COVID Church closures Part II – In light of Christian history

In part I of this series, we began to examine the present issue of Church closures in the West – Europe and the United States in particular, in response to the coronavirus pandemic and its accompanying illness, COVID-19. We tried to detach the hysteria and hype from this, and rather than make it a screed about the intrusion of the Dark Side upon the religious Christian right, we wanted to test current events against the following questions:

  1. Is this happening only to Christians, or to adherents of all religious groups?
  2. Is there any clear reason this is being done beyond the general “to keep everybody safe”?
  3. Why is it that Christians are obeying the secular authorities’ directives to close or restrict services?

We answered the first two questions quite fully (at least for now) in part I. The third question is where the problems begin; to refer to Part I briefly, we quoted from Lyman Stone’s piece in Foreign Policy (FP):

For Christians, it is better that we should die serving our neighbor than surrounded in a pile of masks we never got a chance to use.
And if we care for each other, if we share masks and hand soap and canned foods, if we “are our brother’s keeper,” we might actually reduce the death toll, too.

This statement is deeply intrinsic to Christian believers, even now, enough to have provoked a reaction across much of American social media, but in my view, this instinctive reaction is severely blunted no matter whether the pole is “We should not close the Churches!” or “We absolutely must obey the authorities and protect each other by not being around one another!”
The reason I say this is because these poles, as reflected on social networks, display hype and hysteria, neither of which are in line with the Christian response to crisis. Part of this of course must be in the nature of social networks themselves as the cesspools of thought we used to keep to ourselves and work out, lest others realize how foolish we were thinking. In a way, this quiet reserve was a matter of dignity or even pride, but it also energized us to take positive action. Now, those that comment are usually displaying their fears or judgements, but in neither case do we see signs of these people taking constructive action. They do get attention from other people in the socials but this also usually does not include any call to do anything more than wallow in one’s state of judgement or self-pity. This is a harsh statement, and hopefully the “real” life of these people is actually a lot more action-filled than the junkpile of thoughts and sentiments shown on Facebook for all to see.

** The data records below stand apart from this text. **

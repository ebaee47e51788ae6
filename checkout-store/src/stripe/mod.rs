//! Stripe Checkout over the REST API.

mod client;
mod params;
mod wire;

pub use client::StripeClient;
use async_trait::async_trait;
use checkout_core::settings::{GatewaySettings, SettingsStore};
use checkout_core::CoreResult;

use crate::app_config::GatewayConfig;

/// Serves gateway credentials out of the loaded configuration.
pub struct ConfigSettingsStore {
    settings: GatewaySettings,
}

impl ConfigSettingsStore {
    pub fn new(settings: GatewaySettings) -> Self {
        Self { settings }
    }

    pub fn from_config(config: &GatewayConfig) -> Self {
        Self::new(GatewaySettings {
            api_key: config.api_key.clone(),
            webhook_secret: config.webhook_secret.clone(),
        })
    }
}

#[async_trait]
impl SettingsStore for ConfigSettingsStore {
    async fn gateway_settings(&self) -> CoreResult<GatewaySettings> {
        Ok(self.settings.clone())
    }
}
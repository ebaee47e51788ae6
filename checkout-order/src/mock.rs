//! In-memory stand-ins for the provider, the order store and the pending
//! reference slot. Used by the tests of this crate and of the API crate.

use async_trait::async_trait;
use checkout_core::customer::{Address, Customer, CustomerRequest};
use checkout_core::order::{Order, OrderCustomer, OrderLine, PaymentState, ShippingSelection};
use checkout_core::payment::{
    CheckoutProvider, CheckoutSession, IntentStatus, PaymentIntent, ProviderError, ProviderResult,
    SessionPaymentStatus, SessionRequest, ORDER_ID_METADATA_KEY,
};
use checkout_core::repository::{OrderRepository, PendingReferenceStore, RepositoryError};
use checkout_core::webhook::{self, WebhookError, WebhookEvent, DEFAULT_TOLERANCE_SECS};
use chrono::Utc;
use std::collections::HashMap;
use std::sync::atomic::{AtomicBool, AtomicUsize, Ordering};
use std::sync::{Mutex, MutexGuard, PoisonError};
use uuid::Uuid;

fn lock<T>(mutex: &Mutex<T>) -> MutexGuard<'_, T> {
    mutex.lock().unwrap_or_else(PoisonError::into_inner)
}

#[derive(Default)]
pub struct MockCheckoutProvider {
    sessions: Mutex<HashMap<String, CheckoutSession>>,
    intents: Mutex<HashMap<String, PaymentIntent>>,
    capture_results: Mutex<HashMap<String, IntentStatus>>,
    customers: Mutex<Vec<(String, Customer)>>,
    session_requests: Mutex<Vec<SessionRequest>>,
    customer_requests: Mutex<Vec<CustomerRequest>>,
    sequence: AtomicUsize,
    capture_calls: AtomicUsize,
    fail_customer_creation: AtomicBool,
}

impl MockCheckoutProvider {
    pub fn new() -> Self {
        Self::default()
    }

    fn next_id(&self, prefix: &str) -> String {
        let n = self.sequence.fetch_add(1, Ordering::SeqCst) + 1;
        format!("{}_test_{}", prefix, n)
    }

    /// Registers an unpaid session without an intent, as the provider returns it right after creation.
    pub fn open_session(&self, order_id: Uuid) -> String {
        let id = self.next_id("cs");
        let session = CheckoutSession {
            id: id.clone(),
            url: Some(format!("https://checkout.example.test/pay/{}", id)),
            payment_intent: None,
            payment_status: SessionPaymentStatus::Unpaid,
            metadata: HashMap::from([(ORDER_ID_METADATA_KEY.to_string(), order_id.to_string())]),
        };
        lock(&self.sessions).insert(id.clone(), session);
        id
    }

    /// Creates an intent in `status` and links it to the session. Returns the intent id.
    pub fn attach_intent(&self, session_id: &str, status: IntentStatus) -> String {
        let intent_id = self.next_id("pi");
        lock(&self.intents).insert(
            intent_id.clone(),
            PaymentIntent {
                id: intent_id.clone(),
                status,
                amount: 3490,
                currency: "eur".to_string(),
            },
        );
        if let Some(session) = lock(&self.sessions).get_mut(session_id) {
            session.payment_intent = Some(intent_id.clone());
        }
        intent_id
    }

    /// Status the intent moves to when captured. Defaults to `succeeded`.
    pub fn set_capture_result(&self, intent_id: &str, status: IntentStatus) {
        lock(&self.capture_results).insert(intent_id.to_string(), status);
    }

    pub fn set_session_payment_status(&self, session_id: &str, status: SessionPaymentStatus) {
        if let Some(session) = lock(&self.sessions).get_mut(session_id) {
            session.payment_status = status;
        }
    }

    pub fn insert_customer(&self, email: &str, customer_id: &str) {
        lock(&self.customers).push((
            email.to_string(),
            Customer {
                id: customer_id.to_string(),
                email: Some(email.to_string()),
            },
        ));
    }

    pub fn fail_customer_creation(&self) {
        self.fail_customer_creation.store(true, Ordering::SeqCst);
    }

    pub fn capture_calls(&self) -> usize {
        self.capture_calls.load(Ordering::SeqCst)
    }

    pub fn session_requests(&self) -> Vec<SessionRequest> {
        lock(&self.session_requests).clone()
    }

    pub fn customer_requests(&self) -> Vec<CustomerRequest> {
        lock(&self.customer_requests).clone()
    }
}

#[async_trait]
impl CheckoutProvider for MockCheckoutProvider {
    fn name(&self) -> &'static str {
        "Mock Checkout"
    }

    fn identifier(&self) -> &'static str {
        "mock-checkout"
    }

    async fn create_session(&self, request: &SessionRequest) -> ProviderResult<CheckoutSession> {
        lock(&self.session_requests).push(request.clone());
        let id = self.open_session(request.order_id);
        self.retrieve_session(&id).await
    }

    async fn retrieve_session(&self, session_id: &str) -> ProviderResult<CheckoutSession> {
        lock(&self.sessions)
            .get(session_id)
            .cloned()
            .ok_or_else(|| ProviderError::NotFound(format!("No such checkout.session: '{}'", session_id)))
    }

    async fn retrieve_intent(&self, intent_id: &str) -> ProviderResult<PaymentIntent> {
        lock(&self.intents)
            .get(intent_id)
            .cloned()
            .ok_or_else(|| ProviderError::NotFound(format!("No such payment_intent: '{}'", intent_id)))
    }

    async fn capture_intent(&self, intent_id: &str) -> ProviderResult<PaymentIntent> {
        self.capture_calls.fetch_add(1, Ordering::SeqCst);

        let next = lock(&self.capture_results)
            .get(intent_id)
            .copied()
            .unwrap_or(IntentStatus::Succeeded);

        let mut intents = lock(&self.intents);
        let intent = intents
            .get_mut(intent_id)
            .ok_or_else(|| ProviderError::NotFound(format!("No such payment_intent: '{}'", intent_id)))?;

        if intent.status != IntentStatus::RequiresCapture {
            return Err(ProviderError::InvalidRequest(format!(
                "This PaymentIntent could not be captured because it has a status of {}.",
                intent.status
            )));
        }

        intent.status = next;
        Ok(intent.clone())
    }

    async fn search_customers(&self, email: &str) -> ProviderResult<Vec<Customer>> {
        Ok(lock(&self.customers)
            .iter()
            .filter(|(known, _)| known == email)
            .map(|(_, customer)| customer.clone())
            .collect())
    }

    async fn create_customer(&self, request: &CustomerRequest) -> ProviderResult<Customer> {
        if self.fail_customer_creation.load(Ordering::SeqCst) {
            return Err(ProviderError::InvalidRequest("Invalid email address".to_string()));
        }

        lock(&self.customer_requests).push(request.clone());
        let id = self.next_id("cus");
        self.insert_customer(&request.email, &id);

        Ok(Customer {
            id,
            email: Some(request.email.clone()),
        })
    }

    fn construct_event(
        &self,
        payload: &[u8],
        signature_header: &str,
        secret: &str,
    ) -> Result<WebhookEvent, WebhookError> {
        webhook::construct_event(payload, signature_header, secret, DEFAULT_TOLERANCE_SECS)
    }
}

/// Order store with the same conditional-update semantics as the SQL one.
#[derive(Default)]
pub struct InMemoryOrderRepository {
    orders: Mutex<HashMap<Uuid, Order>>,
    state_writes: AtomicUsize,
}

impl InMemoryOrderRepository {
    pub fn new() -> Self {
        Self::default()
    }

    pub fn insert(&self, order: Order) {
        lock(&self.orders).insert(order.id, order);
    }

    pub fn payment_state(&self, id: Uuid) -> Option<PaymentState> {
        lock(&self.orders).get(&id).map(|order| order.payment_state)
    }

    /// Number of payment state changes applied so far.
    pub fn state_writes(&self) -> usize {
        self.state_writes.load(Ordering::SeqCst)
    }

    fn transition(&self, id: Uuid, allowed: impl Fn(PaymentState) -> bool, to: PaymentState) -> bool {
        let mut orders = lock(&self.orders);
        match orders.get_mut(&id) {
            Some(order) if allowed(order.payment_state) => {
                order.payment_state = to;
                order.updated_at = Utc::now();
                self.state_writes.fetch_add(1, Ordering::SeqCst);
                true
            }
            _ => false,
        }
    }
}

#[async_trait]
impl OrderRepository for InMemoryOrderRepository {
    async fn get_order(&self, id: Uuid) -> Result<Option<Order>, RepositoryError> {
        Ok(lock(&self.orders).get(&id).cloned())
    }

    async fn mark_paid(&self, id: Uuid) -> Result<bool, RepositoryError> {
        Ok(self.transition(id, |state| state != PaymentState::Paid, PaymentState::Paid))
    }

    async fn mark_failed(&self, id: Uuid) -> Result<bool, RepositoryError> {
        Ok(self.transition(id, |state| state == PaymentState::Pending, PaymentState::Failed))
    }
}

#[derive(Default)]
pub struct InMemoryPendingStore {
    slots: Mutex<HashMap<String, String>>,
}

impl InMemoryPendingStore {
    pub fn new() -> Self {
        Self::default()
    }

    /// Reads without consuming.
    pub fn peek(&self, customer_session: &str) -> Option<String> {
        lock(&self.slots).get(customer_session).cloned()
    }

    pub fn len(&self) -> usize {
        lock(&self.slots).len()
    }

    pub fn is_empty(&self) -> bool {
        lock(&self.slots).is_empty()
    }
}

#[async_trait]
impl PendingReferenceStore for InMemoryPendingStore {
    async fn put(&self, customer_session: &str, session_id: &str) -> Result<(), RepositoryError> {
        lock(&self.slots).insert(customer_session.to_string(), session_id.to_string());
        Ok(())
    }

    async fn take(&self, customer_session: &str) -> Result<Option<String>, RepositoryError> {
        Ok(lock(&self.slots).remove(customer_session))
    }
}

pub fn sample_address() -> Address {
    Address {
        name: "Ada Lovelace".to_string(),
        company: None,
        lines: vec!["12 St James's Square".to_string()],
        city: "London".to_string(),
        postal_code: "SW1Y 4JH".to_string(),
        country_code: "GB".to_string(),
        state: Some("Greater London".to_string()),
    }
}

/// A pending EUR order with two lines and paid shipping.
pub fn sample_order() -> Order {
    let now = Utc::now();
    Order {
        id: Uuid::new_v4(),
        customer: OrderCustomer {
            email: "ada@example.com".to_string(),
            billing_address: sample_address(),
            shipping_address: sample_address(),
        },
        currency: "EUR".to_string(),
        lines: vec![
            OrderLine {
                name: "Difference Engine Poster".to_string(),
                unit_price_post_taxes: 1250,
                quantity: 2,
                total_post_taxes: 2500,
            },
            OrderLine {
                name: "Punch Card Set".to_string(),
                unit_price_post_taxes: 500,
                quantity: 1,
                total_post_taxes: 500,
            },
        ],
        shipping: ShippingSelection {
            method_name: Some("Standard Parcel".to_string()),
            total_post_taxes: 490,
        },
        payment_state: PaymentState::Pending,
        created_at: now,
        updated_at: now,
    }
}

A look into Christian history

The Christian response to plagues and other crisis historically was not to lament one’s plight on social networks. Borrowing from Kenneth Berding’s piece “How Did Early Christians Respond to Plagues?”, there is a reference from yet another work, Rodney Stark’s The Triumph of Christianity, and it has the following to say (we edited a bit for brevity, but please consider reading in full):

In the year 165, during the reign of Marcus Aurelius, a devastating epidemic swept through the Roman Empire… During the fifteen-year duration of the epidemic, a quarter to a third of the population probably died of it. At the height of the epidemic, mortality was so great in many cities that the emperor Marcus Aurelius (who subsequently died of the disease) wrote of caravans of carts and wagons hauling out the dead. Then, a century later came another great plague. Once again the Greco-Roman world trembled as, on all sides, family, friends, and neighbors died horribly. No one knew how to treat the stricken. Nor did most people try. During the first plague, the famous classical physician Galen fled Rome for his country estate where he stayed until the danger subsided. But for those who could not flee, the typical response was to try to avoid any contact with the afflicted, since it was understood that the disease was contagious. Hence, when their first symptom appeared, victims often were thrown into the streets, where the dead and dying lay in piles. In a pastoral letter written during the second epidemic (ca. 251)…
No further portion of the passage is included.